The Lord Crewe Arms Hotel has a vast fireplace where 'General' Tom Forster hid during the Jacobite rising of 1715. W. H. Auden stayed at the Lord Crewe Arms with fellow student Gabriel Carritt at Easter 1930, and later remarked that no place held sweeter memories. Writer Emily Elizabeth Shaw Beavan lived and wrote here when her husband worked at Derwent Mines. Blanchland may have been the model for the village in which was set the opening and closing scenes of Auden and Isherwood's play The Dog Beneath the Skin (1935). Another poet Philip Larkin used to dine at the hotel when staying with Monica Jones in Haydon Bridge. In July 1969, Benjamin Britten and Peter Pears stayed at the Inn.

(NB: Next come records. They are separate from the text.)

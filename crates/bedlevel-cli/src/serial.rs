//! Serial link to the controller.

use std::io::{self, Read, Write};
use std::thread;
use std::time::{Duration, Instant};

use bedlevel_protocol::Transport;
use serialport::{ClearBuffer, DataBits, FlowControl, Parity, SerialPort, StopBits};
use tracing::{debug, info};

use crate::config::SerialConfig;
use crate::error::CliResult;

/// Read timeout of the underlying port. Blocking reads retry past it.
const READ_TIMEOUT: Duration = Duration::from_millis(100);

/// Interval between input checks while polling for readability.
const POLL_INTERVAL: Duration = Duration::from_millis(10);

/// How long DTR is held low to restart the controller.
const RESET_PULSE: Duration = Duration::from_millis(100);

/// A [`Transport`] over an 8N1 serial port.
pub struct SerialTransport {
    port: Box<dyn SerialPort>,
}

impl SerialTransport {
    /// Open the configured port.
    pub fn open(config: &SerialConfig) -> CliResult<Self> {
        info!(port = %config.port, baud = config.baud_rate, "opening serial port");
        let port = serialport::new(&config.port, config.baud_rate)
            .data_bits(DataBits::Eight)
            .stop_bits(StopBits::One)
            .parity(Parity::None)
            .flow_control(FlowControl::None)
            .timeout(READ_TIMEOUT)
            .open()?;
        Ok(SerialTransport { port })
    }

    /// Restart the controller by pulsing DTR.
    pub fn pulse_reset(&mut self) -> CliResult<()> {
        debug!("pulsing DTR");
        self.port.write_data_terminal_ready(false)?;
        thread::sleep(RESET_PULSE);
        self.port.write_data_terminal_ready(true)?;
        Ok(())
    }

    pub fn name(&self) -> Option<String> {
        self.port.name()
    }
}

impl Transport for SerialTransport {
    fn write_all(&mut self, bytes: &[u8]) -> io::Result<()> {
        self.port.write_all(bytes)?;
        self.port.flush()
    }

    fn read(&mut self, buf: &mut [u8]) -> io::Result<usize> {
        loop {
            match self.port.read(buf) {
                Err(e) if e.kind() == io::ErrorKind::TimedOut => continue,
                other => return other,
            }
        }
    }

    fn poll_readable(&mut self, timeout: Duration) -> io::Result<bool> {
        let deadline = Instant::now() + timeout;
        loop {
            if self.port.bytes_to_read()? > 0 {
                return Ok(true);
            }
            let now = Instant::now();
            if now >= deadline {
                return Ok(false);
            }
            thread::sleep(POLL_INTERVAL.min(deadline - now));
        }
    }

    fn discard_input(&mut self) -> io::Result<()> {
        self.port.clear(ClearBuffer::Input)?;
        Ok(())
    }
}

Scenes in the fictional town of Stoneybridge in the first three series of the CBBC programme Wolfblood were filmed in the village.

Its qualities make it a frequent setting for period films, set in the 18th century, such as those based on the novels of Catherine Cookson.

Until 1 April 1955 the parish was called Shotley High Quarter.

==Education==
It is in the catchment area for Queen Elizabeth High School, Hexham.